**Assigned task**
Whenever the word "Immediate" turns up in a line of the data below, copy that line.

**Supplied entries**
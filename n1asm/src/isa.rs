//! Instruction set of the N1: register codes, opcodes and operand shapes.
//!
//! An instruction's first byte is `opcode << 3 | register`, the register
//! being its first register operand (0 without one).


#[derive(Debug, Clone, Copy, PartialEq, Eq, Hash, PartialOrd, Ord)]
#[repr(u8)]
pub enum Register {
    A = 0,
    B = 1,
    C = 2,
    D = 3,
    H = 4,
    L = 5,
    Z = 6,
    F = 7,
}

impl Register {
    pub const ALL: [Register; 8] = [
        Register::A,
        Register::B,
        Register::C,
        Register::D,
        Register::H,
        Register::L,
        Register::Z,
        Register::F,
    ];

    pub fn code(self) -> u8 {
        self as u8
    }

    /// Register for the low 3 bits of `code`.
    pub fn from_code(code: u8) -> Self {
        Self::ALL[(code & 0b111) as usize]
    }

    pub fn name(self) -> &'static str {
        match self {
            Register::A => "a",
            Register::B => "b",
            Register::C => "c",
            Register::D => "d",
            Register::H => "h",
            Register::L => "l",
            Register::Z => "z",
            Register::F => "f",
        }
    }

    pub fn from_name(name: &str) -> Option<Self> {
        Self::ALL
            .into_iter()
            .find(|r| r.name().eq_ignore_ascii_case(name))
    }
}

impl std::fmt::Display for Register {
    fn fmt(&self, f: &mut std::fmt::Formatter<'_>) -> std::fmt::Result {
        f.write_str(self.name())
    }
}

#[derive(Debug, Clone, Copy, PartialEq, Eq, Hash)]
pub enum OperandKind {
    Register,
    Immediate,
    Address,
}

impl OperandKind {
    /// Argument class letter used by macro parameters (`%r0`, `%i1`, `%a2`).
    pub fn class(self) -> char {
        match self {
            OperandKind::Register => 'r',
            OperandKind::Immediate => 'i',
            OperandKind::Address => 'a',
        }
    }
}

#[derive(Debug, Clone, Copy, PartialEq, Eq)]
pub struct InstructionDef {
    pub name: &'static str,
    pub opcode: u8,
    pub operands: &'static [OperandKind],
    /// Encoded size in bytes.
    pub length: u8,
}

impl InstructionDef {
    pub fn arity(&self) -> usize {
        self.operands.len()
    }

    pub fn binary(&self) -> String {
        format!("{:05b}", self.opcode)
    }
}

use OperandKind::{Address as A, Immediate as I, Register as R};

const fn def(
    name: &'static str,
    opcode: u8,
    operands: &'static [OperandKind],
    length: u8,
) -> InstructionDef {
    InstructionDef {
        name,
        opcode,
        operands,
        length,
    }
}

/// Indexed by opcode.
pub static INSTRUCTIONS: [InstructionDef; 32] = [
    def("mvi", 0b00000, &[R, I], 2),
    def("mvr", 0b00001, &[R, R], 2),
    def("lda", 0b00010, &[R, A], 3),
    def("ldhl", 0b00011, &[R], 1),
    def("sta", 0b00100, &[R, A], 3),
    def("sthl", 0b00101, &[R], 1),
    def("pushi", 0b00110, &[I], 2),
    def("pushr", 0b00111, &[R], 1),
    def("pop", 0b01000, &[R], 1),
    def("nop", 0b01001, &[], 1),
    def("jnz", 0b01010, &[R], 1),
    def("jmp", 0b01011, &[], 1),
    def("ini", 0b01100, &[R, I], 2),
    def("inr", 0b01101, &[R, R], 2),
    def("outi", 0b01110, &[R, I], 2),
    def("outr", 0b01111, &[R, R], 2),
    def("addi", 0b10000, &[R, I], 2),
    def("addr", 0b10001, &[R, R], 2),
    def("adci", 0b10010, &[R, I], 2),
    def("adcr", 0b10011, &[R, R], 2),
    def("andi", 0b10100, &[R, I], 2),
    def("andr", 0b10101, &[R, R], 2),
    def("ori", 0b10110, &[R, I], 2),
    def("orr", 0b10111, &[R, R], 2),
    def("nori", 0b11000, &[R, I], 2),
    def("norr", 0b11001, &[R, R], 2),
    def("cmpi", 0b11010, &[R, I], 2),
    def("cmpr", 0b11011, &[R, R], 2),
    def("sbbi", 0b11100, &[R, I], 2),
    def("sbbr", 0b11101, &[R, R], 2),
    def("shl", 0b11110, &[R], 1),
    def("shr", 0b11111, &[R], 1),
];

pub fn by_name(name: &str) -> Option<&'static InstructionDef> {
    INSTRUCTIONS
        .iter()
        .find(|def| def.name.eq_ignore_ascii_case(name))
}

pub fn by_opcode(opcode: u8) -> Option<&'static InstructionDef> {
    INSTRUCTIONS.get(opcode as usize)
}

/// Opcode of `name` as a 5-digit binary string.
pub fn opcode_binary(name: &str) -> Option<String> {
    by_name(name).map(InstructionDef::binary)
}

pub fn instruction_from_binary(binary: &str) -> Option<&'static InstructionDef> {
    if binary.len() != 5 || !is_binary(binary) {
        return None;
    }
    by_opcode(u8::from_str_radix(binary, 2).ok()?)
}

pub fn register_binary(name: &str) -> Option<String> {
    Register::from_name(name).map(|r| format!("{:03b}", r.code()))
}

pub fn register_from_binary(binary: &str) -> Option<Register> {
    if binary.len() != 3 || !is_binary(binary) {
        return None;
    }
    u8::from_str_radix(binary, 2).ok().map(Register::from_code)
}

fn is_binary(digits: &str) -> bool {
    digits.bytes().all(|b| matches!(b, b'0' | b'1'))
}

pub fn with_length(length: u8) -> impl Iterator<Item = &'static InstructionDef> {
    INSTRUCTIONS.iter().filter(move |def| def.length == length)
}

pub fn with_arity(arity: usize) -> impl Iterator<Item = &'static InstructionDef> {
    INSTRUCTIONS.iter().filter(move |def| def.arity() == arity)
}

**Answer for the task**
    Immediate,
            OperandKind::Immediate => 'i',
use OperandKind::{Address as A, Immediate as I, Register as R};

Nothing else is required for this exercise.